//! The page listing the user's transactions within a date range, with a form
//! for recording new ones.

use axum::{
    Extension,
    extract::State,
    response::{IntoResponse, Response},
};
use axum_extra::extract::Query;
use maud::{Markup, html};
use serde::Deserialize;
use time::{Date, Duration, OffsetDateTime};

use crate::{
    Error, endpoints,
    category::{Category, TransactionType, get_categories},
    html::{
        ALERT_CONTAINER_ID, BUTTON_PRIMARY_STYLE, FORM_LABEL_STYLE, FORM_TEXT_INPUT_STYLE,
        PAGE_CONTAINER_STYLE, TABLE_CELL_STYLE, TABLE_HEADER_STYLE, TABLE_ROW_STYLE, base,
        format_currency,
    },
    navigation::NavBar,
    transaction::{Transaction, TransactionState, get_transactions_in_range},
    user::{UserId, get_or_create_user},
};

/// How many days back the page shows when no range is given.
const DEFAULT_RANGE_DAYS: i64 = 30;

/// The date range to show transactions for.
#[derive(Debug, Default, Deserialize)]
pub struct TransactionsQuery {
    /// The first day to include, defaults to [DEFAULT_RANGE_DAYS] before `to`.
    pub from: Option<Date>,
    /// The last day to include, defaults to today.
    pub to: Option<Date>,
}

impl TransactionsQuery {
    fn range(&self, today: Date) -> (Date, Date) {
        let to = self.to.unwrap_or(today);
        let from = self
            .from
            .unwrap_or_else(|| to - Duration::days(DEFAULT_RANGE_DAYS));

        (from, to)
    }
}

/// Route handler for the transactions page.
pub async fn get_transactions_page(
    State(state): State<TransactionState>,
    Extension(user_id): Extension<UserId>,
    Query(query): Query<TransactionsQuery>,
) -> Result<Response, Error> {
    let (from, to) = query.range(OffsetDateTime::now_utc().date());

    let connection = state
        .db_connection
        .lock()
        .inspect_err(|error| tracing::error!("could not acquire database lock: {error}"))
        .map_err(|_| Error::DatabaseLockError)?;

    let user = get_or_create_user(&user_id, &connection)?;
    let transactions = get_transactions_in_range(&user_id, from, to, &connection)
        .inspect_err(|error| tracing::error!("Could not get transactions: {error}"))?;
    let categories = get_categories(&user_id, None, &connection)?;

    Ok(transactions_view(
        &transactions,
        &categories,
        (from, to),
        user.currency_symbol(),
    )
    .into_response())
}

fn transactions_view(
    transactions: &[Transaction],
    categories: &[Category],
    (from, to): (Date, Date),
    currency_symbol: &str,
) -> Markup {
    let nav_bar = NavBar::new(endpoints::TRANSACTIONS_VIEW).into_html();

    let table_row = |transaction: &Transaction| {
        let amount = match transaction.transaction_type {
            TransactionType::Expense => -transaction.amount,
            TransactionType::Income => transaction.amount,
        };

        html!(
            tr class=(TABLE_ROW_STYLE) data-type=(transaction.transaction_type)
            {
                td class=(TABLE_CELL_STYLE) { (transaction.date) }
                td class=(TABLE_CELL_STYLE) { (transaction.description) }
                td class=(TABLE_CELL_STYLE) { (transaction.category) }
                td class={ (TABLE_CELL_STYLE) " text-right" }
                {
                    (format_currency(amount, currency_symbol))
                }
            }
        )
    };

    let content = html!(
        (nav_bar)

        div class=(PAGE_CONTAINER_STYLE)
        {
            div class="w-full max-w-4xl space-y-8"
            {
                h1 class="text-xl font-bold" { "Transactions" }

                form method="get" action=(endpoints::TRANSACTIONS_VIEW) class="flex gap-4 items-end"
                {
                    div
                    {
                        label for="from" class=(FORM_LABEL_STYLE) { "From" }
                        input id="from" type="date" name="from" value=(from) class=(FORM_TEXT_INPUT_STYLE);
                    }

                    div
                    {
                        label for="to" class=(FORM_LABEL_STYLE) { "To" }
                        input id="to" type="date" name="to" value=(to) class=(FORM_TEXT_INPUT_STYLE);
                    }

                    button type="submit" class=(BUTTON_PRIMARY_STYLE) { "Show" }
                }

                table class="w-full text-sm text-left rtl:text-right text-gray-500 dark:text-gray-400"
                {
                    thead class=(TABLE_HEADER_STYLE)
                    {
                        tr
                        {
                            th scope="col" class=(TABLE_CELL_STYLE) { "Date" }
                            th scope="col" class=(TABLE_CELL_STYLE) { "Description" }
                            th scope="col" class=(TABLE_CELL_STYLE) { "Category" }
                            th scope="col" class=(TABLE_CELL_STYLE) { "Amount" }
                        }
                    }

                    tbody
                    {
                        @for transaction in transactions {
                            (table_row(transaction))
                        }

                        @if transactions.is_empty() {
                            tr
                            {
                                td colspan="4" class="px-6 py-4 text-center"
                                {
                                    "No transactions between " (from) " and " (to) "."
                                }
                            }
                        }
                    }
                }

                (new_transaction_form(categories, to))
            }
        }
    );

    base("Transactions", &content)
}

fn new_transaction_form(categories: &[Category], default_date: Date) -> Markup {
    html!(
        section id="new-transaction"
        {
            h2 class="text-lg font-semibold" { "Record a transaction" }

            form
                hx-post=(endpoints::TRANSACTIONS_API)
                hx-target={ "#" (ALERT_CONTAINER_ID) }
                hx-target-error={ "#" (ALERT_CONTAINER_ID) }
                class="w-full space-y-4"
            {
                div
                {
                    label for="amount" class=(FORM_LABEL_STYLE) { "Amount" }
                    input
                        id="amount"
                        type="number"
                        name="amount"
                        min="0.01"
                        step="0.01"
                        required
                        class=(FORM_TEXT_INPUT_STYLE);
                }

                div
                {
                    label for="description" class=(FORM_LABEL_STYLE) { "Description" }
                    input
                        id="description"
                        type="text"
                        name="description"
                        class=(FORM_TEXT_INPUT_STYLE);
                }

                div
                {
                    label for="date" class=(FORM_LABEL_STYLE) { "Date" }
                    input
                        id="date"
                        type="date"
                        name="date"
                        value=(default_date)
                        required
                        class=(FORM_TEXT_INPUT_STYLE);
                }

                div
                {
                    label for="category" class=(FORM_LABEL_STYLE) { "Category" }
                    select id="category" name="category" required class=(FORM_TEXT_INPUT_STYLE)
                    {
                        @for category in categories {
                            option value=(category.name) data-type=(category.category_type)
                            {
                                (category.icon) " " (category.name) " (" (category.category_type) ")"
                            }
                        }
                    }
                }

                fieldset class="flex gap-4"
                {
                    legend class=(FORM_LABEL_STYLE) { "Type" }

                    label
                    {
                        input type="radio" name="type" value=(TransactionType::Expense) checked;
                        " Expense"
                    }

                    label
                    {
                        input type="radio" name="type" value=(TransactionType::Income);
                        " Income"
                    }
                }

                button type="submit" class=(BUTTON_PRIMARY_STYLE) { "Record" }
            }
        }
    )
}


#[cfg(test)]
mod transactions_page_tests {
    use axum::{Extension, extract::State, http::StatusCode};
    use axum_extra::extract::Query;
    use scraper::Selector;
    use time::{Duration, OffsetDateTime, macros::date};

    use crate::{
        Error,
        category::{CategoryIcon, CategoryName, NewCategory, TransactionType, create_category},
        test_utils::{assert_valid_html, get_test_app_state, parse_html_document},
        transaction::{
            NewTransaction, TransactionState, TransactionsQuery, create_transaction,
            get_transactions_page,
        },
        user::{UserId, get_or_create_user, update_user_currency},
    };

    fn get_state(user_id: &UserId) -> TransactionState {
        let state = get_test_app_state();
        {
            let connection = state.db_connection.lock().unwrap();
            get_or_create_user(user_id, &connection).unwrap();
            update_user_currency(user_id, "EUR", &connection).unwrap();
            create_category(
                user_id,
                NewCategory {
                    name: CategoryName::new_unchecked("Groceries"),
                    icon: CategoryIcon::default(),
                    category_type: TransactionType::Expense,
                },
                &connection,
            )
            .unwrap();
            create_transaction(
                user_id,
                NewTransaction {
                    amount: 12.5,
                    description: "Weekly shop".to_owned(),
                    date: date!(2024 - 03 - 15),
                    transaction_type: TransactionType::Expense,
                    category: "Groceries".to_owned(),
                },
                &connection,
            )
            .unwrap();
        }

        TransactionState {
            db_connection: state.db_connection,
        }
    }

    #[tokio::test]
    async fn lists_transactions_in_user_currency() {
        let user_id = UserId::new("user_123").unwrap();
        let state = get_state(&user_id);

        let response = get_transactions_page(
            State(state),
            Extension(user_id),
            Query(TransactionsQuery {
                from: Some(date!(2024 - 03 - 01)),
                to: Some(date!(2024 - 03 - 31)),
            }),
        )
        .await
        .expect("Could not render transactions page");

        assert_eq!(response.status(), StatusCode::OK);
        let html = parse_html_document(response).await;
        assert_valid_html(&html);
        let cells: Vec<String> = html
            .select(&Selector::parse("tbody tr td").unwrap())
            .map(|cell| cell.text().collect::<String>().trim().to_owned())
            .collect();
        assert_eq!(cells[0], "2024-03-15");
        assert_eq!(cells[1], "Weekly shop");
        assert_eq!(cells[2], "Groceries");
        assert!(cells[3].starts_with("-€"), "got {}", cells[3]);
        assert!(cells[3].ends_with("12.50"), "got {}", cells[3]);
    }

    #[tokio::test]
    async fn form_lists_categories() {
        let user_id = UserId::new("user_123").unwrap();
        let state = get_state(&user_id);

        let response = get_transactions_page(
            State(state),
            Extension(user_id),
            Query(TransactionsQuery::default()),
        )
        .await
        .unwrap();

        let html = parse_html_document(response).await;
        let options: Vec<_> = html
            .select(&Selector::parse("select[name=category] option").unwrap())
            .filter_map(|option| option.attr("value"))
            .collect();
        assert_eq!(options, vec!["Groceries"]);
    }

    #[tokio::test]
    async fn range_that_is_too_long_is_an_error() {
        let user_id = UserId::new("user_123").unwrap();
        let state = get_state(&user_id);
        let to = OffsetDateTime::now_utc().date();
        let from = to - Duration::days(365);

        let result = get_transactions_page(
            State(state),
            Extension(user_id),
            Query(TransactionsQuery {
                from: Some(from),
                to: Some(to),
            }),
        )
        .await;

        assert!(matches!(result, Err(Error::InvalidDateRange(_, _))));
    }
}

### THE TASK
Once you have checked every line of the material above, return the ones that hold the string "include".

### WORKED SOLUTION
    /// The first day to include, defaults to [DEFAULT_RANGE_DAYS] before `to`.
    /// The last day to include, defaults to today.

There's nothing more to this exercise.